EXHIBIT 12E Cumulative Percentage Units Sold by Month in FRED’s New Project

c12ef012e.eps

Options packages had to be designed, suggested to buyers, and ordering of finishing materials completed by the twelfth month to finish the project on time. Based on the profile of buyers, FRED had to design the right combinations of options packages, try to sell every buyer an options package, and forecast what prospective buyers of unsold units could demand ahead of time so as to be able to order just the right amount of materials.

Figuring that two months should be enough to complete sales of options packages, FRED designed the packages by the end of the tenth month, when 70 percent of the units had been sold. By looking at the buyer profile until that time and matching it customer preferences data, FRED was able to design the packages in a very short amount of time. FRED designed four types of packages, summarized in Exhibit 12F.

EXHIBIT 12F Options Packages FRED Offered to Customers

Table 12-3

When options packages were offered to customers, distribution of sales across segments (summarized in Exhibit 12G) helped FRED forecast with more accuracy total options revenues by the end of the project. Based on buyer behavior in past projects, FRED was to able to produce an options package purchase probabilities outline (see Exhibit 12H) to forecast total options package revenues.
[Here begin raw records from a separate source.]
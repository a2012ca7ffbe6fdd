//! One-call assembly of every widget payload.

use crate::api::DashboardData;
use crate::models::{FilterSpec, Mission};

use super::{
    compute_cost_analysis, compute_country_stats, compute_status_breakdown, compute_summary,
    compute_timeline, filter_missions,
};

/// How many rows the most-expensive ranking shows.
pub const TOP_EXPENSIVE_N: usize = 5;

/// Apply the filter once and derive every widget payload from the same
/// subset.
///
/// This is the call the presentation layer makes on every filter change;
/// each payload is recomputed from scratch, nothing is cached across calls.
pub fn compute_dashboard_data(missions: &[Mission], spec: &FilterSpec) -> DashboardData {
    let filtered = filter_missions(missions, spec);

    let summary = compute_summary(&filtered);
    let status = compute_status_breakdown(&filtered);
    let countries = compute_country_stats(&filtered);
    let timeline = compute_timeline(&filtered);
    let costs = compute_cost_analysis(&filtered, TOP_EXPENSIVE_N);

    DashboardData {
        missions: filtered,
        summary,
        status,
        countries,
        timeline,
        costs,
    }
}
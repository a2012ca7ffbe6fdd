//! # Missions Dashboard Core
//!
//! Aggregation core for the space missions dashboard.
//!
//! This crate holds the filter/aggregation pipeline behind the dashboard: a
//! fixed in-memory catalog of historical space missions (1957-2022) is
//! narrowed by a user-supplied filter and the resulting subset drives every
//! display widget. All computation is synchronous and pure; the presentation
//! layer consumes the value objects produced here and is not part of this
//! crate.
//!
//! ## Features
//!
//! - **Filtering**: date range plus country/agency/purpose/status inclusion
//!   sets, evaluated as one conjunctive pass
//! - **Summary**: headline counters (totals, success rate, cost, crewed)
//! - **Breakdowns**: status distribution, country leaderboard, per-year
//!   timeline, per-decade cost buckets, top-N most expensive missions
//! - **Table**: text search and single-column sorting for the mission table
//!
//! ## Architecture
//!
//! The crate is organized into several logical modules:
//!
//! - [`models`]: domain types (`Mission`, `MissionStatus`, `FilterSpec`)
//! - [`api`]: value objects returned to the presentation layer
//! - [`data`]: the embedded mission catalog and distinct-value helpers
//! - [`services`]: the per-widget aggregation pipeline

pub mod api;

pub mod data;
pub mod models;

pub mod services;
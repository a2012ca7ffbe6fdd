//! Status distribution for the outcome breakdown widget.

use crate::api::{StatusBreakdown, StatusSlice};
use crate::models::{Mission, MissionStatus};

use super::percentage;

/// Compute the outcome distribution over a mission subset.
///
/// The slice list always covers the full status domain in
/// [`MissionStatus::ALL`] order, including zero-count entries, so the
/// widget renders a complete distribution even for an empty subset.
pub fn compute_status_breakdown(missions: &[Mission]) -> StatusBreakdown {
    let total = missions.len();

    let slices = MissionStatus::ALL
        .iter()
        .map(|&status| {
            let count = missions.iter().filter(|m| m.status == status).count();
            StatusSlice {
                status,
                count,
                percentage: percentage(count, total),
            }
        })
        .collect();

    StatusBreakdown { total, slices }
}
EXHIBIT 12G FRED’s New Project Units Sales by Month 10

Table 12-4

EXHIBIT 12H Options Package Purchase Probabilities in FRED’s New Project

Table 12-5

By month 10, FRED expected a total options revenue of $12.7 million. In reality, it exceeded this target by roughly 12 percent. By the end of month 24, when 99 percent of units had been sold, FRED generated an options revenue of $14.3 million.

Conclusion

FRED was able to increase its revenues from the project by 4.7 percent by selling options packages. More important, because of the much higher profitability of options packages, net project profit increased by 11 percent. In doing this, FRED created value not only for its own shareholders but also for its customers. By providing options packages that closely fit customer needs, FRED was able to relieve the customers’ burden of selecting and completing the finishing work themselves. Surveys reveal that completion of finishing work after delivery of apartments is the least favorable part of buying a new home for the majority of buyers. Just as important, this is the most common source of problems between contractors and tenants during the move-in period. Without customer analytics, FRED would have been unlikely to create the same value for both its shareholders and its customers and still be able to complete the project on time with top-quality finishing work.

aNot the company’s real name.

Another example by Yucel Ersöz illustrates how data mining can be elevated to insight and prediction of customer behavior.

Looking for the Right Time to Sell a Mortgage Loan

Yücel Ersöz

Partner, Peppers & Rogers Group, Middle East

In emerging markets, the sources of revenue are changing. Lower interest rates, the diminishing crowding-out effect of government debt in the race for funds, and enhanced consumer confidence are encouraging savers to become borrowers. As a result, retail bankers are finding out that they have to look for ways to make money by finding products for their customers such as loans in the form of mortgages, credit cards, auto loans, and the like. This business model has a completely different set of requirements from that of the old days, when retail banking was all about collecting money from savers and selling it to debt-laden government. Instead, retail bankers must be at the right place at the right time to sell the next loan to the consumer.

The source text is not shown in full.